### Problem requirements
Exactly as written, transcribe the data that follows.

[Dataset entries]
# # # # #
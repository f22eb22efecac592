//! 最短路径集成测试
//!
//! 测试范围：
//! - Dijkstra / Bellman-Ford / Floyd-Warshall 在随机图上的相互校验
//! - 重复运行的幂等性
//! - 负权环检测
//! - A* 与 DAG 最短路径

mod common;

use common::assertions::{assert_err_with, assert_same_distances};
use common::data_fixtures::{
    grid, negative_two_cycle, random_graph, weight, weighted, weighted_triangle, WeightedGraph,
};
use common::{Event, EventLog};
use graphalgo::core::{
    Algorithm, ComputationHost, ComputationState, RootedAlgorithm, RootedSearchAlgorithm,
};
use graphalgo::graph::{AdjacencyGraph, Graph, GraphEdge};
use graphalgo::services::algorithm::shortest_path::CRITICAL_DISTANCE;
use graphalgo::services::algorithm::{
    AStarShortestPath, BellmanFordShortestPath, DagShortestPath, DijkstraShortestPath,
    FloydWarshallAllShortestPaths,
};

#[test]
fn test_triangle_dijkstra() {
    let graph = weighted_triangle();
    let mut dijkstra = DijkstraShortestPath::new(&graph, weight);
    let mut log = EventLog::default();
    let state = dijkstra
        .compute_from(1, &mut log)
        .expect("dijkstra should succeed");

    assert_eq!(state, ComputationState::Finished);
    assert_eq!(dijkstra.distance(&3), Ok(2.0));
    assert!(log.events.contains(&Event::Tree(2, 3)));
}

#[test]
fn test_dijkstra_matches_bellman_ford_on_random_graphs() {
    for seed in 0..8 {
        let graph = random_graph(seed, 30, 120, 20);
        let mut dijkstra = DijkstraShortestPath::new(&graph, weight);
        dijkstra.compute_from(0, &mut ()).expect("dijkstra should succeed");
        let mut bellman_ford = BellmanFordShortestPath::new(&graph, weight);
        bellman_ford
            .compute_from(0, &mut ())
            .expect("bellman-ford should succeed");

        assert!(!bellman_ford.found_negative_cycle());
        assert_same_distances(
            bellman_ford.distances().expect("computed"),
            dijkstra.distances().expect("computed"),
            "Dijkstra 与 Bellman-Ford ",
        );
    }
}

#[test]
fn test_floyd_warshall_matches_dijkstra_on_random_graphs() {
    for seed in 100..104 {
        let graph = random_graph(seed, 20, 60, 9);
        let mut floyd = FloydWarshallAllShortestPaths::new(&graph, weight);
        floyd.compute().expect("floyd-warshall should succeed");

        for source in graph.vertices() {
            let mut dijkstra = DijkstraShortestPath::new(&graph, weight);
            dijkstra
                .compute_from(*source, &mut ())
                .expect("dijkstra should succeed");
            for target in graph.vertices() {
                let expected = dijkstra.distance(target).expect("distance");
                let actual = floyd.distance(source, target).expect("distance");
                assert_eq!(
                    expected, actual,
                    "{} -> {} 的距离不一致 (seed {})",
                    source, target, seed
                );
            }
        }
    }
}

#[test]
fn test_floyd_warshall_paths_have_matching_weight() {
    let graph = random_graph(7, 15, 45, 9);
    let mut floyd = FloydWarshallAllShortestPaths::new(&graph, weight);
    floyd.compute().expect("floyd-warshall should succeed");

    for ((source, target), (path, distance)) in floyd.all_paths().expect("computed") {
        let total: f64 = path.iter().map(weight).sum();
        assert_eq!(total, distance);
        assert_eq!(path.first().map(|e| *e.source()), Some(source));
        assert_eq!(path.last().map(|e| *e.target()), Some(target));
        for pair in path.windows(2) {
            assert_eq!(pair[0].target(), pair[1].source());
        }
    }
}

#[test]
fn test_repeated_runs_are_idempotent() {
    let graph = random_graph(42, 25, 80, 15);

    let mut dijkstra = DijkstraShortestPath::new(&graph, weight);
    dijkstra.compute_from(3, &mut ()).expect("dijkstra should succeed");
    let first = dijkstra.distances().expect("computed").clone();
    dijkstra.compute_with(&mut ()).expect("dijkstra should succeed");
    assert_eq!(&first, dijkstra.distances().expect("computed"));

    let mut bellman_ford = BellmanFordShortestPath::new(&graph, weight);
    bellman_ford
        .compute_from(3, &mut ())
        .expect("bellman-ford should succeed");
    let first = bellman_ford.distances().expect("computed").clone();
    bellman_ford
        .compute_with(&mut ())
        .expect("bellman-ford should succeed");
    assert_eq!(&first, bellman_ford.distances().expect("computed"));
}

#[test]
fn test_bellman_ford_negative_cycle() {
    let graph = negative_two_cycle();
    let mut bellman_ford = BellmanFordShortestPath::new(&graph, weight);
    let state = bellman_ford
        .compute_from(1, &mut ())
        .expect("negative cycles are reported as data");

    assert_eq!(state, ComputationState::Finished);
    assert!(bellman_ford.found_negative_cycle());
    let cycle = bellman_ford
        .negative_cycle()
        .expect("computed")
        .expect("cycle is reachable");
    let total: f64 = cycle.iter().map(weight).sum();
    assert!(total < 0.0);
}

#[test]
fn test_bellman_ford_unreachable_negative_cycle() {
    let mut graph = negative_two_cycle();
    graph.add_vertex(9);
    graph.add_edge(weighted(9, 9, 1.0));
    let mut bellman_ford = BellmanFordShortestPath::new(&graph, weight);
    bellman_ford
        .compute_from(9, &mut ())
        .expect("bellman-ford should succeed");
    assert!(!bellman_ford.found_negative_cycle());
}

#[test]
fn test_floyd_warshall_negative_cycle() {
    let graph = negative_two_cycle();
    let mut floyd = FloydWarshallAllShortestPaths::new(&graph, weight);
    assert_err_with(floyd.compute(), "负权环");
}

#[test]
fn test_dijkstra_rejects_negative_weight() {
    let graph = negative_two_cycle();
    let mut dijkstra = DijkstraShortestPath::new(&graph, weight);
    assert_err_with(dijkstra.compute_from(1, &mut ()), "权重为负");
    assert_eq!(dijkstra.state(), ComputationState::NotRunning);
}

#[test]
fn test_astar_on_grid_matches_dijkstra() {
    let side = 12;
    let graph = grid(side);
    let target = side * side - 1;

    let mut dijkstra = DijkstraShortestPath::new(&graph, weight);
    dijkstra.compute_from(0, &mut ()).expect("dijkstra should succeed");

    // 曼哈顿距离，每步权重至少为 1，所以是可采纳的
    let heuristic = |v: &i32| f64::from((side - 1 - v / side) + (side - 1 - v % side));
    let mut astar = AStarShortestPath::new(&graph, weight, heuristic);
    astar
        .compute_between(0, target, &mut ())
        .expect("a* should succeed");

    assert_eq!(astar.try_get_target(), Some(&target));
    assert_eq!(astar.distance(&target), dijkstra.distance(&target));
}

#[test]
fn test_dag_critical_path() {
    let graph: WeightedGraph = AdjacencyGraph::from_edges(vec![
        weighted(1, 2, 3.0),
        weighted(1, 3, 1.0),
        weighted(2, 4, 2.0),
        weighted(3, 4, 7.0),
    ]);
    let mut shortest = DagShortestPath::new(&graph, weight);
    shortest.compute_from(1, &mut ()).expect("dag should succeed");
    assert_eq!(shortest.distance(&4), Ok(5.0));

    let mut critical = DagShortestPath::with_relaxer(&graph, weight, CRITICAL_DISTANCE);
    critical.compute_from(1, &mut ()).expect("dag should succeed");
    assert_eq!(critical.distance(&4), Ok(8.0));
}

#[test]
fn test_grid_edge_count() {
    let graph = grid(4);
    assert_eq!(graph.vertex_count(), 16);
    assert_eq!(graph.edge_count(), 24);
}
# # # # #
### Response to this task
repository f22eb22efecac592
//! 最短路径集成测试
//!
//! 测试范围：
//! - Dijkstra / Bellman-Ford / Floyd-Warshall 在随机图上的相互校验
//! - 重复运行的幂等性
//! - 负权环检测
//! - A* 与 DAG 最短路径

mod common;

use common::assertions::{assert_err_with, assert_same_distances};
use common::data_fixtures::{
    grid, negative_two_cycle, random_graph, weight, weighted, weighted_triangle, WeightedGraph,
};
use common::{Event, EventLog};
use graphalgo::core::{
    Algorithm, ComputationHost, ComputationState, RootedAlgorithm, RootedSearchAlgorithm,
};
use graphalgo::graph::{AdjacencyGraph, Graph, GraphEdge};
use graphalgo::services::algorithm::shortest_path::CRITICAL_DISTANCE;
use graphalgo::services::algorithm::{
    AStarShortestPath, BellmanFordShortestPath, DagShortestPath, DijkstraShortestPath,
    FloydWarshallAllShortestPaths,
};

#[test]
fn test_triangle_dijkstra() {
    let graph = weighted_triangle();
    let mut dijkstra = DijkstraShortestPath::new(&graph, weight);
    let mut log = EventLog::default();
    let state = dijkstra
        .compute_from(1, &mut log)
        .expect("dijkstra should succeed");

    assert_eq!(state, ComputationState::Finished);
    assert_eq!(dijkstra.distance(&3), Ok(2.0));
    assert!(log.events.contains(&Event::Tree(2, 3)));
}

#[test]
fn test_dijkstra_matches_bellman_ford_on_random_graphs() {
    for seed in 0..8 {
        let graph = random_graph(seed, 30, 120, 20);
        let mut dijkstra = DijkstraShortestPath::new(&graph, weight);
        dijkstra.compute_from(0, &mut ()).expect("dijkstra should succeed");
        let mut bellman_ford = BellmanFordShortestPath::new(&graph, weight);
        bellman_ford
            .compute_from(0, &mut ())
            .expect("bellman-ford should succeed");

        assert!(!bellman_ford.found_negative_cycle());
        assert_same_distances(
            bellman_ford.distances().expect("computed"),
            dijkstra.distances().expect("computed"),
            "Dijkstra 与 Bellman-Ford ",
        );
    }
}

#[test]
fn test_floyd_warshall_matches_dijkstra_on_random_graphs() {
    for seed in 100..104 {
        let graph = random_graph(seed, 20, 60, 9);
        let mut floyd = FloydWarshallAllShortestPaths::new(&graph, weight);
        floyd.compute().expect("floyd-warshall should succeed");

        for source in graph.vertices() {
            let mut dijkstra = DijkstraShortestPath::new(&graph, weight);
            dijkstra
                .compute_from(*source, &mut ())
                .expect("dijkstra should succeed");
            for target in graph.vertices() {
                let expected = dijkstra.distance(target).expect("distance");
                let actual = floyd.distance(source, target).expect("distance");
                assert_eq!(
                    expected, actual,
                    "{} -> {} 的距离不一致 (seed {})",
                    source, target, seed
                );
            }
        }
    }
}

#[test]
fn test_floyd_warshall_paths_have_matching_weight() {
    let graph = random_graph(7, 15, 45, 9);
    let mut floyd = FloydWarshallAllShortestPaths::new(&graph, weight);
    floyd.compute().expect("floyd-warshall should succeed");

    for ((source, target), (path, distance)) in floyd.all_paths().expect("computed") {
        let total: f64 = path.iter().map(weight).sum();
        assert_eq!(total, distance);
        assert_eq!(path.first().map(|e| *e.source()), Some(source));
        assert_eq!(path.last().map(|e| *e.target()), Some(target));
        for pair in path.windows(2) {
            assert_eq!(pair[0].target(), pair[1].source());
        }
    }
}

#[test]
fn test_repeated_runs_are_idempotent() {
    let graph = random_graph(42, 25, 80, 15);

    let mut dijkstra = DijkstraShortestPath::new(&graph, weight);
    dijkstra.compute_from(3, &mut ()).expect("dijkstra should succeed");
    let first = dijkstra.distances().expect("computed").clone();
    dijkstra.compute_with(&mut ()).expect("dijkstra should succeed");
    assert_eq!(&first, dijkstra.distances().expect("computed"));

    let mut bellman_ford = BellmanFordShortestPath::new(&graph, weight);
    bellman_ford
        .compute_from(3, &mut ())
        .expect("bellman-ford should succeed");
    let first = bellman_ford.distances().expect("computed").clone();
    bellman_ford
        .compute_with(&mut ())
        .expect("bellman-ford should succeed");
    assert_eq!(&first, bellman_ford.distances().expect("computed"));
}

#[test]
fn test_bellman_ford_negative_cycle() {
    let graph = negative_two_cycle();
    let mut bellman_ford = BellmanFordShortestPath::new(&graph, weight);
    let state = bellman_ford
        .compute_from(1, &mut ())
        .expect("negative cycles are reported as data");

    assert_eq!(state, ComputationState::Finished);
    assert!(bellman_ford.found_negative_cycle());
    let cycle = bellman_ford
        .negative_cycle()
        .expect("computed")
        .expect("cycle is reachable");
    let total: f64 = cycle.iter().map(weight).sum();
    assert!(total < 0.0);
}

#[test]
fn test_bellman_ford_unreachable_negative_cycle() {
    let mut graph = negative_two_cycle();
    graph.add_vertex(9);
    graph.add_edge(weighted(9, 9, 1.0));
    let mut bellman_ford = BellmanFordShortestPath::new(&graph, weight);
    bellman_ford
        .compute_from(9, &mut ())
        .expect("bellman-ford should succeed");
    assert!(!bellman_ford.found_negative_cycle());
}

#[test]
fn test_floyd_warshall_negative_cycle() {
    let graph = negative_two_cycle();
    let mut floyd = FloydWarshallAllShortestPaths::new(&graph, weight);
    assert_err_with(floyd.compute(), "负权环");
}

#[test]
fn test_dijkstra_rejects_negative_weight() {
    let graph = negative_two_cycle();
    let mut dijkstra = DijkstraShortestPath::new(&graph, weight);
    assert_err_with(dijkstra.compute_from(1, &mut ()), "权重为负");
    assert_eq!(dijkstra.state(), ComputationState::NotRunning);
}

#[test]
fn test_astar_on_grid_matches_dijkstra() {
    let side = 12;
    let graph = grid(side);
    let target = side * side - 1;

    let mut dijkstra = DijkstraShortestPath::new(&graph, weight);
    dijkstra.compute_from(0, &mut ()).expect("dijkstra should succeed");

    // 曼哈顿距离，每步权重至少为 1，所以是可采纳的
    let heuristic = |v: &i32| f64::from((side - 1 - v / side) + (side - 1 - v % side));
    let mut astar = AStarShortestPath::new(&graph, weight, heuristic);
    astar
        .compute_between(0, target, &mut ())
        .expect("a* should succeed");

    assert_eq!(astar.try_get_target(), Some(&target));
    assert_eq!(astar.distance(&target), dijkstra.distance(&target));
}

#[test]
fn test_dag_critical_path() {
    let graph: WeightedGraph = AdjacencyGraph::from_edges(vec![
        weighted(1, 2, 3.0),
        weighted(1, 3, 1.0),
        weighted(2, 4, 2.0),
        weighted(3, 4, 7.0),
    ]);
    let mut shortest = DagShortestPath::new(&graph, weight);
    shortest.compute_from(1, &mut ()).expect("dag should succeed");
    assert_eq!(shortest.distance(&4), Ok(5.0));

    let mut critical = DagShortestPath::with_relaxer(&graph, weight, CRITICAL_DISTANCE);
    critical.compute_from(1, &mut ()).expect("dag should succeed");
    assert_eq!(critical.distance(&4), Ok(8.0));
}

#[test]
fn test_grid_edge_count() {
    let graph = grid(4);
    assert_eq!(graph.vertex_count(), 16);
    assert_eq!(graph.edge_count(), 24);
}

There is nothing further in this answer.